* _PROBLEM TO SOLVE_
Repeat every record exactly as given.

Data entries:

_ _ _ _ _ _ _

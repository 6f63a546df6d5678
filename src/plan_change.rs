//! Subscription plan changes.
//!
//! Upgrades apply immediately and invoice the prorated difference. Downgrades
//! and interval-only changes are scheduled for the end of the current period
//! unless the caller forces them through. Every public operation swallows
//! its failure into a `{ success: false, error }` outcome after reporting it.

use crate::billing_client::{
    BillingError, BillingProvider, InvoicePreviewRequest, ProrationBehavior, ProviderSubscription,
};
use crate::config::BillingConfig;
use crate::obs::{capture_error, ErrorContext};
use serde::{Deserialize, Serialize};
use std::collections::HashMap;
use std::sync::Arc;

/// Declaration order is the upgrade order.
#[derive(Debug, Clone, Copy, PartialEq, Eq, PartialOrd, Ord, Hash, Serialize, Deserialize)]
#[serde(rename_all = "lowercase")]
pub enum Plan {
    Free,
    Pro,
    Growth,
}

impl Plan {
    pub const ALL: [Plan; 3] = [Plan::Free, Plan::Pro, Plan::Growth];

    pub fn as_str(&self) -> &'static str {
        match self {
            Plan::Free => "free",
            Plan::Pro => "pro",
            Plan::Growth => "growth",
        }
    }
}

#[derive(Debug, Clone, Copy, PartialEq, Eq, Hash, Serialize, Deserialize)]
#[serde(rename_all = "lowercase")]
pub enum BillingInterval {
    Month,
    Year,
}

#[derive(Debug, Clone, Copy, PartialEq, Eq, Serialize, Deserialize)]
pub struct PlanSelection {
    pub plan: Plan,
    pub interval: BillingInterval,
}

pub fn is_plan_upgrade(current: Plan, target: Plan) -> bool {
    target > current
}

pub fn is_interval_change(current: BillingInterval, target: BillingInterval) -> bool {
    current != target
}

/// Provider price ids the product sells, keyed to plan and interval.
#[derive(Debug, Clone, Default)]
pub struct PriceCatalog {
    prices: HashMap<String, PlanSelection>,
}

impl PriceCatalog {
    pub fn new() -> Self {
        Self::default()
    }

    pub fn with_price(mut self, price_id: &str, plan: Plan, interval: BillingInterval) -> Self {
        self.prices
            .insert(price_id.to_string(), PlanSelection { plan, interval });
        self
    }

    pub fn from_config(config: &BillingConfig) -> Self {
        let entries = [
            (&config.pro_monthly_price_id, Plan::Pro, BillingInterval::Month),
            (&config.pro_yearly_price_id, Plan::Pro, BillingInterval::Year),
            (&config.growth_monthly_price_id, Plan::Growth, BillingInterval::Month),
            (&config.growth_yearly_price_id, Plan::Growth, BillingInterval::Year),
        ];
        entries
            .into_iter()
            .fold(Self::new(), |catalog, (id, plan, interval)| match id {
                Some(id) => catalog.with_price(id, plan, interval),
                None => catalog,
            })
    }

    pub fn lookup(&self, price_id: &str) -> Option<PlanSelection> {
        self.prices.get(price_id).copied()
    }

    pub fn len(&self) -> usize {
        self.prices.len()
    }

    pub fn is_empty(&self) -> bool {
        self.prices.is_empty()
    }
}

#[derive(Debug, Clone, PartialEq, Eq, thiserror::Error)]
pub enum PlanChangeError {
    #[error("No active subscription found")]
    NoActiveSubscription,
    #[error("Unknown price: {0}")]
    UnknownPrice(String),
    #[error("Already subscribed to this plan")]
    SamePlan,
    #[error("No scheduled plan change to cancel")]
    NoScheduledChange,
    #[error(transparent)]
    Provider(#[from] BillingError),
    /// The new change failed after the pending schedule was released, and
    /// re-creating that schedule failed too.
    #[error("plan change failed and the pending change was lost: {0}")]
    PendingChangeLost(BillingError),
}

impl PlanChangeError {
    /// Copy shown to the user. Provider details stay in the logs.
    pub fn user_message(&self) -> String {
        match self {
            PlanChangeError::Provider(BillingError::Api { status: 402, .. }) => {
                "Your payment method was declined. Please update it and try again.".to_string()
            }
            PlanChangeError::Provider(BillingError::Api { status, .. })
                if (400..500).contains(status) =>
            {
                "The billing provider couldn't apply this change. Please contact support if this keeps happening."
                    .to_string()
            }
            PlanChangeError::Provider(_) => {
                "We couldn't reach the billing provider. Please try again.".to_string()
            }
            PlanChangeError::PendingChangeLost(_) => {
                "Your plan change didn't go through, and your previously scheduled change was cancelled. Please schedule it again."
                    .to_string()
            }
            other => other.to_string(),
        }
    }
}

#[derive(Debug, Clone, PartialEq, Eq, Serialize)]
#[serde(rename_all = "camelCase")]
pub struct PlanChangePreview {
    pub current_plan: Plan,
    pub current_interval: BillingInterval,
    pub new_plan: Plan,
    pub new_interval: BillingInterval,
    pub is_upgrade: bool,
    pub is_interval_change: bool,
    /// Charged now, minor currency units. Zero for deferred changes.
    pub immediate_amount: i64,
    pub proration_amount: i64,
    /// First invoice on the new price for deferred changes.
    #[serde(skip_serializing_if = "Option::is_none")]
    pub next_billing_amount: Option<i64>,
    pub currency: String,
    /// Unix seconds at which the new price takes effect.
    pub effective_at: i64,
}

#[derive(Debug, Clone, PartialEq, Eq, Serialize)]
#[serde(rename_all = "camelCase")]
pub struct PreviewOutcome {
    pub success: bool,
    #[serde(skip_serializing_if = "Option::is_none")]
    pub preview: Option<PlanChangePreview>,
    #[serde(skip_serializing_if = "Option::is_none")]
    pub error: Option<String>,
}

#[derive(Debug, Clone, PartialEq, Eq, Serialize)]
#[serde(rename_all = "camelCase")]
pub struct PlanChangeOutcome {
    pub success: bool,
    #[serde(skip_serializing_if = "Option::is_none")]
    pub subscription_id: Option<String>,
    #[serde(skip_serializing_if = "Option::is_none")]
    pub schedule_id: Option<String>,
    pub scheduled: bool,
    #[serde(skip_serializing_if = "Option::is_none")]
    pub effective_at: Option<i64>,
    #[serde(skip_serializing_if = "Option::is_none")]
    pub error: Option<String>,
}

impl PlanChangeOutcome {
    fn failed(error: String) -> Self {
        Self {
            success: false,
            subscription_id: None,
            schedule_id: None,
            scheduled: false,
            effective_at: None,
            error: Some(error),
        }
    }
}

struct ResolvedChange {
    subscription: ProviderSubscription,
    current: PlanSelection,
    target: PlanSelection,
}

impl ResolvedChange {
    fn is_upgrade(&self) -> bool {
        is_plan_upgrade(self.current.plan, self.target.plan)
    }
}

fn now_secs() -> i64 {
    chrono::Utc::now().timestamp()
}

#[derive(Clone)]
pub struct PlanChangeService {
    provider: Arc<dyn BillingProvider>,
    catalog: PriceCatalog,
}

_ _ _ _ _ _ _

* _EXERCISE OUTPUT_
repository 6f63a546df6d5678
filename src/plan_change.rs
//! Subscription plan changes.
//!
//! Upgrades apply immediately and invoice the prorated difference. Downgrades
//! and interval-only changes are scheduled for the end of the current period
//! unless the caller forces them through. Every public operation swallows
//! its failure into a `{ success: false, error }` outcome after reporting it.

use crate::billing_client::{
    BillingError, BillingProvider, InvoicePreviewRequest, ProrationBehavior, ProviderSubscription,
};
use crate::config::BillingConfig;
use crate::obs::{capture_error, ErrorContext};
use serde::{Deserialize, Serialize};
use std::collections::HashMap;
use std::sync::Arc;

/// Declaration order is the upgrade order.
#[derive(Debug, Clone, Copy, PartialEq, Eq, PartialOrd, Ord, Hash, Serialize, Deserialize)]
#[serde(rename_all = "lowercase")]
pub enum Plan {
    Free,
    Pro,
    Growth,
}

impl Plan {
    pub const ALL: [Plan; 3] = [Plan::Free, Plan::Pro, Plan::Growth];

    pub fn as_str(&self) -> &'static str {
        match self {
            Plan::Free => "free",
            Plan::Pro => "pro",
            Plan::Growth => "growth",
        }
    }
}

#[derive(Debug, Clone, Copy, PartialEq, Eq, Hash, Serialize, Deserialize)]
#[serde(rename_all = "lowercase")]
pub enum BillingInterval {
    Month,
    Year,
}

#[derive(Debug, Clone, Copy, PartialEq, Eq, Serialize, Deserialize)]
pub struct PlanSelection {
    pub plan: Plan,
    pub interval: BillingInterval,
}

pub fn is_plan_upgrade(current: Plan, target: Plan) -> bool {
    target > current
}

pub fn is_interval_change(current: BillingInterval, target: BillingInterval) -> bool {
    current != target
}

/// Provider price ids the product sells, keyed to plan and interval.
#[derive(Debug, Clone, Default)]
pub struct PriceCatalog {
    prices: HashMap<String, PlanSelection>,
}

impl PriceCatalog {
    pub fn new() -> Self {
        Self::default()
    }

    pub fn with_price(mut self, price_id: &str, plan: Plan, interval: BillingInterval) -> Self {
        self.prices
            .insert(price_id.to_string(), PlanSelection { plan, interval });
        self
    }

    pub fn from_config(config: &BillingConfig) -> Self {
        let entries = [
            (&config.pro_monthly_price_id, Plan::Pro, BillingInterval::Month),
            (&config.pro_yearly_price_id, Plan::Pro, BillingInterval::Year),
            (&config.growth_monthly_price_id, Plan::Growth, BillingInterval::Month),
            (&config.growth_yearly_price_id, Plan::Growth, BillingInterval::Year),
        ];
        entries
            .into_iter()
            .fold(Self::new(), |catalog, (id, plan, interval)| match id {
                Some(id) => catalog.with_price(id, plan, interval),
                None => catalog,
            })
    }

    pub fn lookup(&self, price_id: &str) -> Option<PlanSelection> {
        self.prices.get(price_id).copied()
    }

    pub fn len(&self) -> usize {
        self.prices.len()
    }

    pub fn is_empty(&self) -> bool {
        self.prices.is_empty()
    }
}

#[derive(Debug, Clone, PartialEq, Eq, thiserror::Error)]
pub enum PlanChangeError {
    #[error("No active subscription found")]
    NoActiveSubscription,
    #[error("Unknown price: {0}")]
    UnknownPrice(String),
    #[error("Already subscribed to this plan")]
    SamePlan,
    #[error("No scheduled plan change to cancel")]
    NoScheduledChange,
    #[error(transparent)]
    Provider(#[from] BillingError),
    /// The new change failed after the pending schedule was released, and
    /// re-creating that schedule failed too.
    #[error("plan change failed and the pending change was lost: {0}")]
    PendingChangeLost(BillingError),
}

impl PlanChangeError {
    /// Copy shown to the user. Provider details stay in the logs.
    pub fn user_message(&self) -> String {
        match self {
            PlanChangeError::Provider(BillingError::Api { status: 402, .. }) => {
                "Your payment method was declined. Please update it and try again.".to_string()
            }
            PlanChangeError::Provider(BillingError::Api { status, .. })
                if (400..500).contains(status) =>
            {
                "The billing provider couldn't apply this change. Please contact support if this keeps happening."
                    .to_string()
            }
            PlanChangeError::Provider(_) => {
                "We couldn't reach the billing provider. Please try again.".to_string()
            }
            PlanChangeError::PendingChangeLost(_) => {
                "Your plan change didn't go through, and your previously scheduled change was cancelled. Please schedule it again."
                    .to_string()
            }
            other => other.to_string(),
        }
    }
}

#[derive(Debug, Clone, PartialEq, Eq, Serialize)]
#[serde(rename_all = "camelCase")]
pub struct PlanChangePreview {
    pub current_plan: Plan,
    pub current_interval: BillingInterval,
    pub new_plan: Plan,
    pub new_interval: BillingInterval,
    pub is_upgrade: bool,
    pub is_interval_change: bool,
    /// Charged now, minor currency units. Zero for deferred changes.
    pub immediate_amount: i64,
    pub proration_amount: i64,
    /// First invoice on the new price for deferred changes.
    #[serde(skip_serializing_if = "Option::is_none")]
    pub next_billing_amount: Option<i64>,
    pub currency: String,
    /// Unix seconds at which the new price takes effect.
    pub effective_at: i64,
}

#[derive(Debug, Clone, PartialEq, Eq, Serialize)]
#[serde(rename_all = "camelCase")]
pub struct PreviewOutcome {
    pub success: bool,
    #[serde(skip_serializing_if = "Option::is_none")]
    pub preview: Option<PlanChangePreview>,
    #[serde(skip_serializing_if = "Option::is_none")]
    pub error: Option<String>,
}

#[derive(Debug, Clone, PartialEq, Eq, Serialize)]
#[serde(rename_all = "camelCase")]
pub struct PlanChangeOutcome {
    pub success: bool,
    #[serde(skip_serializing_if = "Option::is_none")]
    pub subscription_id: Option<String>,
    #[serde(skip_serializing_if = "Option::is_none")]
    pub schedule_id: Option<String>,
    pub scheduled: bool,
    #[serde(skip_serializing_if = "Option::is_none")]
    pub effective_at: Option<i64>,
    #[serde(skip_serializing_if = "Option::is_none")]
    pub error: Option<String>,
}

impl PlanChangeOutcome {
    fn failed(error: String) -> Self {
        Self {
            success: false,
            subscription_id: None,
            schedule_id: None,
            scheduled: false,
            effective_at: None,
            error: Some(error),
        }
    }
}

struct ResolvedChange {
    subscription: ProviderSubscription,
    current: PlanSelection,
    target: PlanSelection,
}

impl ResolvedChange {
    fn is_upgrade(&self) -> bool {
        is_plan_upgrade(self.current.plan, self.target.plan)
    }
}

fn now_secs() -> i64 {
    chrono::Utc::now().timestamp()
}

#[derive(Clone)]
pub struct PlanChangeService {
    provider: Arc<dyn BillingProvider>,
    catalog: PriceCatalog,
}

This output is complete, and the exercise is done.